//! Error types for the IMAP client seam.

use std::time::Duration;

use thiserror::Error;

/// Errors that can occur during IMAP operations.
#[derive(Debug, Error)]
pub enum Error {
    /// I/O error during network operations.
    #[error("I/O error: {0}")]
    Io(#[from] std::io::Error),

    /// TLS handshake or encryption error.
    #[error("TLS error: {0}")]
    Tls(#[from] rustls::Error),

    /// Invalid DNS name for TLS.
    #[error("Invalid DNS name: {0}")]
    InvalidDnsName(#[from] rustls::pki_types::InvalidDnsNameError),

    /// Error reported by the underlying IMAP protocol client.
    #[error("IMAP error: {0}")]
    Imap(#[from] async_imap::error::Error),

    /// Authentication failed.
    #[error("Authentication failed: {0}")]
    Auth(String),

    /// Operation timed out.
    #[error("Operation timed out after {0:?}")]
    Timeout(Duration),

    /// A command was issued without an open connection.
    #[error("Not connected")]
    NotConnected,

    /// Security mode not supported by this client.
    #[error("Security mode not supported: only implicit TLS and plaintext are supported")]
    UnsupportedSecurity,

    /// Configuration could not be loaded.
    #[error("Configuration error: {0}")]
    Config(String),

    /// A command argument cannot be sent safely, e.g. it contains CR/LF.
    #[error("Invalid command argument: {0}")]
    InvalidArgument(String),
}

/// Result type alias using our Error type.
pub type Result<T> = std::result::Result<T, Error>;
//! Channel I/O error types

use core::fmt;
use leap_core::LeapError;
use leap_rrr::RrrError;

pub type ChanioResult<T> = Result<T, ChanioError>;

#[derive(Debug, Clone, PartialEq, Eq)]
pub enum ChanioError {
    /// Transport failure underneath
    Rrr(RrrError),

    /// A message named a channel id nobody registered
    UnknownChannel { direction: &'static str, id: u16 },

    /// Channel name registered twice in the same direction
    DuplicateName(String),

    /// Message needs more chunks than the channel's whole credit budget
    TooLarge { chunks: u32, credits: u32 },

    /// The peer sent more than its credits allowed
    Overflow(String),

    /// The channel I/O layer was closed while waiting for credit
    Closed,

    /// Delivered on a channel id this layer does not handle
    UnexpectedChannel(u8),

    InvalidConfig(&'static str),
}

impl fmt::Display for ChanioError {
    fn fmt(&self, f: &mut fmt::Formatter<'_>) -> fmt::Result {
        match self {
            ChanioError::Rrr(e) => write!(f, "{}", e),
            ChanioError::UnknownChannel { direction, id } => {
                write!(f, "no {} channel with id {}", direction, id)
            }
            ChanioError::DuplicateName(name) => write!(f, "channel '{}' registered twice", name),
            ChanioError::TooLarge { chunks, credits } => write!(
                f,
                "message of {} chunks exceeds the {} credit budget",
                chunks, credits
            ),
            ChanioError::Overflow(name) => write!(f, "channel '{}' received past its credits", name),
            ChanioError::Closed => write!(f, "channel I/O closed"),
            ChanioError::UnexpectedChannel(id) => write!(f, "unexpected channel id {}", id),
            ChanioError::InvalidConfig(msg) => write!(f, "invalid config: {}", msg),
        }
    }
}

impl std::error::Error for ChanioError {}

impl From<RrrError> for ChanioError {
    fn from(e: RrrError) -> Self {
        ChanioError::Rrr(e)
    }
}

impl From<ChanioError> for RrrError {
    fn from(e: ChanioError) -> Self {
        match e {
            ChanioError::Rrr(inner) => inner,
            other => RrrError::Service(other.to_string()),
        }
    }
}

impl From<ChanioError> for LeapError {
    fn from(e: ChanioError) -> Self {
        match e {
            ChanioError::InvalidConfig(msg) => LeapError::InvalidConfig(msg),
            other => LeapError::Transport(other.to_string()),
        }
    }
}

★ ★ ★ ★ ★

### PROBLEM
Restate every entry above word for word.

### OUTPUT OF THE EXERCISE
//! Error types for the IMAP client seam.

use std::time::Duration;

use thiserror::Error;

/// Errors that can occur during IMAP operations.
#[derive(Debug, Error)]
pub enum Error {
    /// I/O error during network operations.
    #[error("I/O error: {0}")]
    Io(#[from] std::io::Error),

    /// TLS handshake or encryption error.
    #[error("TLS error: {0}")]
    Tls(#[from] rustls::Error),

    /// Invalid DNS name for TLS.
    #[error("Invalid DNS name: {0}")]
    InvalidDnsName(#[from] rustls::pki_types::InvalidDnsNameError),

    /// Error reported by the underlying IMAP protocol client.
    #[error("IMAP error: {0}")]
    Imap(#[from] async_imap::error::Error),

    /// Authentication failed.
    #[error("Authentication failed: {0}")]
    Auth(String),

    /// Operation timed out.
    #[error("Operation timed out after {0:?}")]
    Timeout(Duration),

    /// A command was issued without an open connection.
    #[error("Not connected")]
    NotConnected,

    /// Security mode not supported by this client.
    #[error("Security mode not supported: only implicit TLS and plaintext are supported")]
    UnsupportedSecurity,

    /// Configuration could not be loaded.
    #[error("Configuration error: {0}")]
    Config(String),

    /// A command argument cannot be sent safely, e.g. it contains CR/LF.
    #[error("Invalid command argument: {0}")]
    InvalidArgument(String),
}

/// Result type alias using our Error type.
pub type Result<T> = std::result::Result<T, Error>;
//! Channel I/O error types

use core::fmt;
use leap_core::LeapError;
use leap_rrr::RrrError;

pub type ChanioResult<T> = Result<T, ChanioError>;

#[derive(Debug, Clone, PartialEq, Eq)]
pub enum ChanioError {
    /// Transport failure underneath
    Rrr(RrrError),

    /// A message named a channel id nobody registered
    UnknownChannel { direction: &'static str, id: u16 },

    /// Channel name registered twice in the same direction
    DuplicateName(String),

    /// Message needs more chunks than the channel's whole credit budget
    TooLarge { chunks: u32, credits: u32 },

    /// The peer sent more than its credits allowed
    Overflow(String),

    /// The channel I/O layer was closed while waiting for credit
    Closed,

    /// Delivered on a channel id this layer does not handle
    UnexpectedChannel(u8),

    InvalidConfig(&'static str),
}

impl fmt::Display for ChanioError {
    fn fmt(&self, f: &mut fmt::Formatter<'_>) -> fmt::Result {
        match self {
            ChanioError::Rrr(e) => write!(f, "{}", e),
            ChanioError::UnknownChannel { direction, id } => {
                write!(f, "no {} channel with id {}", direction, id)
            }
            ChanioError::DuplicateName(name) => write!(f, "channel '{}' registered twice", name),
            ChanioError::TooLarge { chunks, credits } => write!(
                f,
                "message of {} chunks exceeds the {} credit budget",
                chunks, credits
            ),
            ChanioError::Overflow(name) => write!(f, "channel '{}' received past its credits", name),
            ChanioError::Closed => write!(f, "channel I/O closed"),
            ChanioError::UnexpectedChannel(id) => write!(f, "unexpected channel id {}", id),
            ChanioError::InvalidConfig(msg) => write!(f, "invalid config: {}", msg),
        }
    }
}

impl std::error::Error for ChanioError {}

impl From<RrrError> for ChanioError {
    fn from(e: RrrError) -> Self {
        ChanioError::Rrr(e)
    }
}

impl From<ChanioError> for RrrError {
    fn from(e: ChanioError) -> Self {
        match e {
            ChanioError::Rrr(inner) => inner,
            other => RrrError::Service(other.to_string()),
        }
    }
}

impl From<ChanioError> for LeapError {
    fn from(e: ChanioError) -> Self {
        match e {
            ChanioError::InvalidConfig(msg) => LeapError::InvalidConfig(msg),
            other => LeapError::Transport(other.to_string()),
        }
    }
}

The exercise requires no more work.